A controversial migration policy is being implemented in the United Kingdom. Under the new programme, people who come to the UK and seek asylum will be deported to Rwanda. The agreement between the two countries aims to stop migrants from crossing the English Channel.

In April 2022, the UK government announced an agreement with Rwanda under which asylum seekers in the UK would be sent to this African country. The steps were announced by Prime Minister Boris Johnson, arguing the need to stop the flow of illegal migrants crossing the channel.

In exchange for accepting the refugees, the UK would invest £120 million in the development and economic growth of Rwanda. The UK would also pay a separate sum for each transferred person. Refugees who will be sent to Rwanda will be regarded as illegal not for the reason they seek asylum but because of the way they came to the UK. According to Prime Minister Johnson, the agreement with Rwanda does not limit the number of migrants sent.

Only last year, the United Kingdom publicly criticized Rwanda for its human rights failings, including the treatment of detainees, for example in deportation centres or prisons. According to Human Rights Watch’s 2018 report on Rwanda : “People accused of crimes against state security continued to be arrested and held unlawfully in military camps. Many people held in these camps were tortured in an attempt to force them to confess or accuse others. Authorities continued to round up [..] poor people and detained them in so-called transit centers across the country.

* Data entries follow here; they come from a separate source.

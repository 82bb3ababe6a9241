//! Journal entry command implementations

use anyhow::{Context, Result};
use feelwrite_core::db::Database;
use feelwrite_core::models::{JournalEntry, NewJournalEntry};

use super::{parse_category, truncate};

pub fn cmd_entries_list(db: &Database, user: Option<&str>, limit: i64, skip: i64) -> Result<()> {
    let limit = limit.clamp(1, feelwrite_core::db::MAX_PAGE_SIZE);
    let skip = skip.max(0);
    let entries = match user {
        Some(user_id) => db.list_entries_for_user(user_id, skip, limit)?,
        None => db.list_entries(skip, limit)?,
    };

    if entries.is_empty() {
        println!("No journal entries found. Write one with:");
        println!("  feelwrite entries add --user <id> --category happy --sub-emotion Grateful --text \"...\"");
        return Ok(());
    }

    println!();
    println!("📓 Journal Entries");
    println!("   ─────────────────────────────────────────────────────────────");

    for entry in entries {
        println!(
            "   {} │ {:<8} │ {:<12} │ {}",
            entry.created_at.format("%Y-%m-%d %H:%M"),
            entry.category,
            entry.sub_emotion,
            truncate(&entry.text, 40)
        );
        println!("     id: {}", entry.id);
    }

    Ok(())
}

pub fn cmd_entries_show(db: &Database, id: &str) -> Result<()> {
    let entry = db
        .get_entry(id)
        .with_context(|| format!("Entry {} not found", id))?;
    print_entry(&entry);
    Ok(())
}

pub fn cmd_entries_add(
    db: &Database,
    user: &str,
    category: &str,
    sub_emotion: &str,
    text: &str,
    photo_url: Option<&str>,
) -> Result<()> {
    let category = parse_category(category)?;

    let entry = db
        .create_entry(&NewJournalEntry {
            user_id: user.to_string(),
            category,
            sub_emotion: sub_emotion.to_string(),
            text: text.to_string(),
            photo_url: photo_url.map(str::to_string),
            created_at: None,
        })
        .context("Failed to create entry")?;

    db.log_audit(
        "cli",
        "create",
        Some("journal_entry"),
        Some(&entry.id),
        Some(&format!("category={}, sub_emotion={}", entry.category, entry.sub_emotion)),
    )?;

    println!("✅ Entry saved: {}", entry.id);
    println!("   {} / {}", entry.category, entry.sub_emotion);

    Ok(())
}

pub fn cmd_entries_reflect(db: &Database, id: &str, prompt: &str, response: &str) -> Result<()> {
    let entry = db
        .append_reflection(id, prompt, response)
        .context("Failed to add reflection")?;

    db.log_audit(
        "cli",
        "reflect",
        Some("journal_entry"),
        Some(id),
        Some(&format!("reflections={}", entry.reflections.len())),
    )?;

    println!(
        "✅ Reflection added ({} total on this entry)",
        entry.reflections.len()
    );

    Ok(())
}

fn print_entry(entry: &JournalEntry) {
    println!();
    println!("📝 Entry {}", entry.id);
    println!("   User:     {}", entry.user_id);
    println!("   Emotion:  {} / {}", entry.category, entry.sub_emotion);
    println!("   Written:  {}", entry.created_at.format("%Y-%m-%d %H:%M"));
    if let Some(ref url) = entry.photo_url {
        println!("   Photo:    {}", url);
    }
    println!();
    println!("   {}", entry.text);

    if !entry.reflections.is_empty() {
        println!();
        println!("   Reflections");
        println!("   ─────────────────────────────");
        for reflection in &entry.reflections {
            println!("   Q: {}", reflection.prompt);
            println!("   A: {}", reflection.response);
            println!();
        }
    }
}
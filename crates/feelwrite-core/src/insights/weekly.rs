//! Weekly insight aggregator

use std::collections::BTreeSet;

use chrono::{DateTime, Duration, Utc};
use rand::rngs::StdRng;
use rand::{Rng, SeedableRng};
use tracing::{debug, info, warn};

use crate::ai::{AIBackend, AIClient, CompletionRequest};
use crate::config::InsightConfig;
use crate::db::Database;
use crate::error::{Error, Result};
use crate::models::{EmotionCategory, EmotionalPattern, MoodChange, WeeklySummary, WindowEntry};
use crate::taxonomy::random_quote;

/// System persona for insight generation
pub const INSIGHT_PERSONA: &str =
    "You are a supportive and insightful emotional well-being assistant.";

/// Tokens taken from the start of each entry
const KEYWORD_PREFIX: usize = 5;
const MAX_KEYWORDS: usize = 5;

/// Mood timeline samples carry no real intensity yet
const MOOD_INTENSITY: f64 = 1.0;

/// Histogram, keywords and timeline for one window
#[derive(Debug, Clone, Default, PartialEq)]
pub struct Aggregation {
    pub patterns: Vec<EmotionalPattern>,
    pub key_themes: Vec<String>,
    pub mood_changes: Vec<MoodChange>,
    /// Texts of the entries that contributed to the histogram
    pub texts: Vec<String>,
}

impl Aggregation {
    pub fn is_empty(&self) -> bool {
        self.patterns.is_empty()
    }
}

/// Aggregate window entries in the order given
///
/// Entries without a resolved category are skipped. When nothing resolves
/// the result is entirely empty.
pub fn aggregate(entries: &[WindowEntry]) -> Aggregation {
    let mut counts: Vec<(EmotionCategory, u32)> = Vec::new();
    let mut mood_changes = Vec::new();
    let mut texts = Vec::new();

    for entry in entries {
        let Some(category) = entry.category else {
            warn!(entry_id = %entry.id, "Skipping journal entry with unknown emotion category");
            continue;
        };

        match counts.iter_mut().find(|(c, _)| *c == category) {
            Some((_, count)) => *count += 1,
            None => counts.push((category, 1)),
        }

        mood_changes.push(MoodChange {
            date: entry.created_at,
            emotion: category.as_str().to_string(),
            intensity: MOOD_INTENSITY,
        });
        texts.push(entry.text.clone());
    }

    let total: u32 = counts.iter().map(|(_, n)| n).sum();
    if total == 0 {
        return Aggregation::default();
    }

    let patterns = counts
        .into_iter()
        .map(|(category, count)| EmotionalPattern {
            emotion: category.as_str().to_string(),
            count,
            percentage: 100.0 * f64::from(count) / f64::from(total),
        })
        .collect();

    Aggregation {
        patterns,
        key_themes: extract_keywords(entries.iter().map(|e| e.text.as_str())),
        mood_changes,
        texts,
    }
}

/// Naive keyword list: lower-cased first words of each text, at most five
pub fn extract_keywords<'a>(texts: impl IntoIterator<Item = &'a str>) -> Vec<String> {
    let mut words = BTreeSet::new();
    for text in texts {
        words.extend(
            text.to_lowercase()
                .split_whitespace()
                .take(KEYWORD_PREFIX)
                .map(str::to_string),
        );
    }
    words.into_iter().take(MAX_KEYWORDS).collect()
}

/// Pattern with the highest count; the earliest one wins ties
pub fn dominant_emotion(patterns: &[EmotionalPattern]) -> Option<&EmotionalPattern> {
    patterns.iter().fold(None, |best, p| match best {
        Some(b) if b.count >= p.count => Some(b),
        _ => Some(p),
    })
}

/// Placeholder insight for a window with no entries
pub fn empty_window_message(quote: &str) -> String {
    format!(
        "{} Start journaling to track your emotional journey and gain deeper insights!",
        quote
    )
}

/// Deterministic insight used when the language model is unavailable
pub fn fallback_insight(patterns: &[EmotionalPattern], mood_changes: &[MoodChange]) -> String {
    let Some(dominant) = dominant_emotion(patterns) else {
        return "No entries found for this period. Start journaling to get insights!".to_string();
    };

    let distinct: BTreeSet<&str> = mood_changes.iter().map(|m| m.emotion.as_str()).collect();
    let stability = match distinct.len() {
        0..=2 => "You've shown consistent emotional patterns this week.",
        3..=4 => "You've experienced a moderate range of emotions this week.",
        _ => "You've had a diverse emotional experience this week.",
    };

    format!(
        "Your dominant emotion this week was {}, appearing in {:.1}% of your entries. {} \
         Keep journaling to track your emotional journey and gain deeper insights!",
        dominant.emotion, dominant.percentage, stability
    )
}

/// User prompt for the insight request
pub fn build_insight_prompt(
    patterns: &[EmotionalPattern],
    mood_changes: &[MoodChange],
    texts: &[String],
) -> Result<String> {
    let entries = texts
        .iter()
        .map(|t| format!("- {}", t))
        .collect::<Vec<_>>()
        .join("\n");

    Ok(format!(
        r#"Analyze the following journal entry data and provide personalized insights:

Emotional Patterns:
{}

Mood Changes:
{}

Journal Entries:
{}

Please provide:
1. A summary of emotional patterns and trends
2. Notable changes or shifts in mood
3. Personalized insights and observations
4. Gentle suggestions for emotional well-being

Format the response in a warm, supportive tone, as if you're a caring friend or therapist.
Keep the insights constructive and encouraging."#,
        serde_json::to_string_pretty(patterns)?,
        serde_json::to_string_pretty(mood_changes)?,
        entries
    ))
}

/// Builds weekly summaries from stored entries
pub struct WeeklyAggregator<'a> {
    db: &'a Database,
    ai: Option<&'a AIClient>,
    config: &'a InsightConfig,
}

impl<'a> WeeklyAggregator<'a> {
    pub fn new(db: &'a Database, ai: Option<&'a AIClient>, config: &'a InsightConfig) -> Self {
        Self { db, ai, config }
    }

    /// Inclusive window ending at `now`
    pub fn window(&self, now: DateTime<Utc>) -> Result<(DateTime<Utc>, DateTime<Utc>)> {
        let start = Duration::try_days(self.config.window_days)
            .and_then(|span| now.checked_sub_signed(span))
            .ok_or_else(|| {
                Error::InvalidData(format!(
                    "Window of {} days is out of range",
                    self.config.window_days
                ))
            })?;
        Ok((start, now))
    }

    /// Summarize the user's last week
    pub async fn get_weekly_summary(&self, user_id: &str, now: DateTime<Utc>) -> Result<WeeklySummary> {
        let mut rng = StdRng::from_os_rng();
        self.get_weekly_summary_with_rng(user_id, now, &mut rng)
            .await
    }

    /// Same as [`get_weekly_summary`](Self::get_weekly_summary) with a caller-supplied random source
    pub async fn get_weekly_summary_with_rng<R: Rng + Send + ?Sized>(
        &self,
        user_id: &str,
        now: DateTime<Utc>,
        rng: &mut R,
    ) -> Result<WeeklySummary> {
        let (start, end) = self.window(now)?;
        let entries = self.db.entries_in_window(user_id, start, end)?;
        info!(user_id = %user_id, entries = entries.len(), "Building weekly summary");

        let aggregation = aggregate(&entries);

        if aggregation.is_empty() {
            debug!(user_id = %user_id, "No entries in window");
            return Ok(WeeklySummary {
                emotional_patterns: vec![],
                key_themes: vec![],
                mood_changes: vec![],
                personalized_insights: empty_window_message(random_quote(rng)),
                period: "week".to_string(),
                start_date: start,
                end_date: end,
                is_ai: false,
            });
        }

        let (personalized_insights, is_ai) = self.insight_for(&aggregation).await;

        Ok(WeeklySummary {
            emotional_patterns: aggregation.patterns,
            key_themes: aggregation.key_themes,
            mood_changes: aggregation.mood_changes,
            personalized_insights,
            period: "week".to_string(),
            start_date: start,
            end_date: end,
            is_ai,
        })
    }

    /// Model insight when possible, template otherwise
    async fn insight_for(&self, aggregation: &Aggregation) -> (String, bool) {
        let Some(ai) = self.ai else {
            debug!("No AI backend configured, using template insight");
            return (
                fallback_insight(&aggregation.patterns, &aggregation.mood_changes),
                false,
            );
        };

        match self.request_insight(ai, aggregation).await {
            Ok(text) => (text, true),
            Err(e) => {
                warn!(error = %e, model = %ai.model(), "Insight generation failed, using template");
                (
                    fallback_insight(&aggregation.patterns, &aggregation.mood_changes),
                    false,
                )
            }
        }
    }

    async fn request_insight(&self, ai: &AIClient, aggregation: &Aggregation) -> Result<String> {
        let prompt = build_insight_prompt(
            &aggregation.patterns,
            &aggregation.mood_changes,
            &aggregation.texts,
        )?;
        let request = CompletionRequest::new(INSIGHT_PERSONA, prompt)
            .with_temperature(self.config.temperature)
            .with_max_tokens(self.config.max_tokens)
            .with_timeout(self.config.timeout);

        ai.complete(&request).await
    }
}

Conditions in these centers are harsh and inhumane, and beatings are common.” The British Government now wants to send people to a country with these kinds of judicial problems, claiming it is a safe place for refugees.

The European Court of Human Rights in Strasbourg stopped the first deportation at the last minute. The plane, which was due to depart from Boscombe Down military base, was probably carrying seven migrants. The intervention of the European Court of Human Rights, which issued an urgent interim measure in the case of one of them, resulted in the others also filing further appeals and the flight was halted. However as Home Secretary Priti Patel said “preparation for the next flight begins now”.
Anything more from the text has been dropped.